息子とブリュッセルのアパートで暮らす主婦・ジャンヌの日常。その執拗なまでの描写は我々に時間の経過を体感させ、反日常の訪れを予感させる恐ろしい空間を作り出す。アケルマンの代表作にして映画史上においてもエポックメイキングな作品。 公式サイト
ある女性の3日間の生活を描いた映画です。生活圏である居間、台所、寝室、浴室、廊下、玄関のシーンをひたすら長回しで固定のカメラが映していく。ぼんやり考えながら画面をみていると、その一つ一つは些細な動作でありながら、登場人物の女性が「こうあるべき」としているような姿と、実際にそうできないギャップのようなものがあることに気づく。そしてそれを感じ始めると画面に映される長回しの映像がどんどん息苦しくなってきます。

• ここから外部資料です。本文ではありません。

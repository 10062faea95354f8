//! Revision text features
//!
//! A [`Feature`] is a base measurement of a revision's wikitext plus an
//! optional transform. [`FeatureSolver`] computes the values a model asks for
//! while resolving shared intermediate datasources (plaintext, template names)
//! at most once per revision.

use super::wikitext::{is_hidden_link, WikiTextParser};
use regex::Regex;
use serde::{Deserialize, Serialize};
use std::cell::OnceCell;
use std::fmt;
use std::sync::OnceLock;
use thiserror::Error;

static RE_WIKILINK: OnceLock<Regex> = OnceLock::new();
static RE_EXTERNAL_LINK: OnceLock<Regex> = OnceLock::new();
static RE_REF_TAG: OnceLock<Regex> = OnceLock::new();
static RE_IMAGE: OnceLock<Regex> = OnceLock::new();
static RE_CATEGORY: OnceLock<Regex> = OnceLock::new();

fn regex(cell: &'static OnceLock<Regex>, pattern: &str) -> &'static Regex {
    cell.get_or_init(|| Regex::new(pattern).expect("static pattern compiles"))
}

/// Errors raised while computing feature values
#[derive(Debug, Clone, Error, PartialEq)]
pub enum FeatureError {
    #[error("Feature {feature} produced a non-finite value")]
    NonFinite { feature: String },
}

/// Base measurement of a revision's text
#[derive(Debug, Clone, Copy, PartialEq, Eq, Hash, Serialize, Deserialize)]
#[serde(rename_all = "snake_case")]
pub enum Measure {
    /// Characters of raw wikitext
    Chars,
    /// Characters of readable prose
    ContentChars,
    /// Words of readable prose
    Words,
    #[serde(rename = "headings_level_2")]
    HeadingsLevel2,
    #[serde(rename = "headings_level_3")]
    HeadingsLevel3,
    /// Article links, excluding files, categories and interwikis
    Wikilinks,
    ExternalLinks,
    RefTags,
    /// Template transclusions (nested ones included)
    Templates,
    CiteTemplates,
    InfoboxTemplates,
    Images,
    Categories,
    Paragraphs,
}

impl Measure {
    pub fn as_str(&self) -> &'static str {
        match self {
            Self::Chars => "chars",
            Self::ContentChars => "content_chars",
            Self::Words => "words",
            Self::HeadingsLevel2 => "headings_level_2",
            Self::HeadingsLevel3 => "headings_level_3",
            Self::Wikilinks => "wikilinks",
            Self::ExternalLinks => "external_links",
            Self::RefTags => "ref_tags",
            Self::Templates => "templates",
            Self::CiteTemplates => "cite_templates",
            Self::InfoboxTemplates => "infobox_templates",
            Self::Images => "images",
            Self::Categories => "categories",
            Self::Paragraphs => "paragraphs",
        }
    }
}

/// Transform applied to a measurement
#[derive(Debug, Clone, Copy, Default, PartialEq, Eq, Hash, Serialize, Deserialize)]
#[serde(rename_all = "snake_case")]
pub enum Transform {
    #[default]
    Identity,
    /// `ln(1 + x)`
    Log1p,
}

/// A feature a model consumes
#[derive(Debug, Clone, Copy, PartialEq, Eq, Hash, Serialize, Deserialize)]
pub struct Feature {
    pub measure: Measure,
    #[serde(default)]
    pub transform: Transform,
}

impl Feature {
    pub fn new(measure: Measure) -> Self {
        Self {
            measure,
            transform: Transform::Identity,
        }
    }

    pub fn log1p(measure: Measure) -> Self {
        Self {
            measure,
            transform: Transform::Log1p,
        }
    }

    /// Name used as the key in feature output
    pub fn name(&self) -> String {
        self.to_string()
    }
}

impl fmt::Display for Feature {
    fn fmt(&self, f: &mut fmt::Formatter<'_>) -> fmt::Result {
        match self.transform {
            Transform::Identity => write!(f, "wikitext.{}", self.measure.as_str()),
            Transform::Log1p => write!(f, "log(wikitext.{} + 1)", self.measure.as_str()),
        }
    }
}

/// Computes feature values for one revision text
pub struct FeatureSolver<'t> {
    text: &'t str,
    parser: WikiTextParser,
    content: OnceCell<String>,
    template_names: OnceCell<Vec<String>>,
}

impl<'t> FeatureSolver<'t> {
    pub fn new(text: &'t str) -> Self {
        Self {
            text,
            parser: WikiTextParser::new(),
            content: OnceCell::new(),
            template_names: OnceCell::new(),
        }
    }

    /// Values for `features`, in order
    pub fn solve(&self, features: &[Feature]) -> Result<Vec<f64>, FeatureError> {
        features.iter().map(|f| self.value(f)).collect()
    }

    pub fn value(&self, feature: &Feature) -> Result<f64, FeatureError> {
        let raw = self.measure(feature.measure);
        let value = match feature.transform {
            Transform::Identity => raw,
            Transform::Log1p => raw.ln_1p(),
        };

        if value.is_finite() {
            Ok(value)
        } else {
            Err(FeatureError::NonFinite {
                feature: feature.name(),
            })
        }
    }

    fn measure(&self, measure: Measure) -> f64 {
        let count = match measure {
            Measure::Chars => self.text.chars().count(),
            Measure::ContentChars => self.content().chars().count(),
            Measure::Words => self
                .content()
                .split_whitespace()
                .filter(|w| w.chars().any(char::is_alphanumeric))
                .count(),
            Measure::HeadingsLevel2 => self.headings(2),
            Measure::HeadingsLevel3 => self.headings(3),
            Measure::Wikilinks => regex(&RE_WIKILINK, r"\[\[([^\[\]|]+)")
                .captures_iter(self.text)
                .filter(|c| !is_hidden_link(&c[1]))
                .count(),
            Measure::ExternalLinks => regex(&RE_EXTERNAL_LINK, r"\[(?:https?:)?//[^\s\]]+")
                .find_iter(self.text)
                .count(),
            Measure::RefTags => regex(&RE_REF_TAG, r"(?i)<ref[\s>/]")
                .find_iter(self.text)
                .count(),
            Measure::Templates => self.template_names().len(),
            Measure::CiteTemplates => self
                .template_names()
                .iter()
                .filter(|n| n.starts_with("cite") || n.starts_with("citation") || n.starts_with("citar"))
                .count(),
            Measure::InfoboxTemplates => self
                .template_names()
                .iter()
                .filter(|n| n.starts_with("infobox") || n.starts_with("info/"))
                .count(),
            Measure::Images => regex(
                &RE_IMAGE,
                r"(?i)\[\[\s*(?:file|image|ficheiro|arquivo|imagem|datei|fichier)\s*:",
            )
            .find_iter(self.text)
            .count(),
            Measure::Categories => regex(&RE_CATEGORY, r"(?i)\[\[\s*(?:category|categoria|kategorie|catégorie)\s*:")
                .find_iter(self.text)
                .count(),
            Measure::Paragraphs => self
                .text
                .split("\n\n")
                .map(str::trim)
                .filter(|block| is_prose_block(block))
                .count(),
        };

        count as f64
    }

    fn content(&self) -> &str {
        self.content.get_or_init(|| self.parser.parse(self.text))
    }

    /// Lower-cased names of every `{{...}}` transclusion
    fn template_names(&self) -> &[String] {
        self.template_names.get_or_init(|| {
            let mut names = Vec::new();
            let mut rest = self.text;
            while let Some(start) = rest.find("{{") {
                rest = &rest[start + 2..];
                let end = rest
                    .find(['|', '}', '{', '\n'])
                    .unwrap_or(rest.len());
                let name = rest[..end].trim().replace('_', " ").to_lowercase();
                if !name.is_empty() {
                    names.push(name);
                }
            }
            names
        })
    }

    fn headings(&self, level: usize) -> usize {
        self.text
            .lines()
            .filter(|line| heading_level(line) == Some(level))
            .count()
    }
}

fn heading_level(line: &str) -> Option<usize> {
    let line = line.trim_end();
    let leading = line.chars().take_while(|&c| c == '=').count();
    let trailing = line.chars().rev().take_while(|&c| c == '=').count();
    let level = leading.min(trailing);
    if level == 0 || line.len() <= level * 2 {
        return None;
    }
    Some(level)
}

fn is_prose_block(block: &str) -> bool {
    let lower = block.to_lowercase();
    match block.chars().next() {
        Some(c) if c.is_alphanumeric() || c == '\'' || c == '"' => true,
        Some('[') => lower.starts_with("[[") && !is_hidden_link(lower.trim_start_matches('[')),
        _ => false,
    }
}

この映画の最後、3日目にはこの繰り返してきた日常に唐突な終わりがきます。最後の展開は間違いなく唐突である反面、この3日間の少しずつのずれをみているとこうなってもおかしくないという説得力がある。偶然の重なりによる唐突な破局というよりは、いや日常ってそういうものだよって言われるとそうですよね……ってうなずかされてしまう力がある。例えば普段、駅のホームに立つと変にふらつく感じや、エスカレーターでうしろに倒れたらどうなるんだろうと思う瞬間や、屋上から前に一歩でたらどうなるんだろうとふらっと想像している瞬間と地続きというかそういう話で、一線というのは存在しなくて、そういう単純な社会の圧迫感や自縄自縛の窮屈さとかだけではなくて日を送るってこういうことなんだよな。
最後、暗い部屋で机に座ったまま静止したり身悶えする主人公が映されたあとにエンドロールに入るんですが、ほぼ無地の背景に名前が流れるんですけど、ぼんやりとみていると急にこの背景がガタッと動く瞬間があって、それでよく背景をみると無地の背景にも傷とかがついていて、これはもしかして主人公の座っている机が画面に映っていて、つまりこの無地の背景は机に向かってうつむいている主人公の視界なのかもって思ったらうわっとなった(この映画の最後に一人称視点にするのは根が悪い)。おもしろかったです。
この映画をみてから、生活の中で締め忘れた扉を閉じたり、消し忘れた電気をマメに消したりするたびにジャンヌだったらちゃんとこうやるよなって頭に思い浮かべる習慣ができてるのよくない(良い)。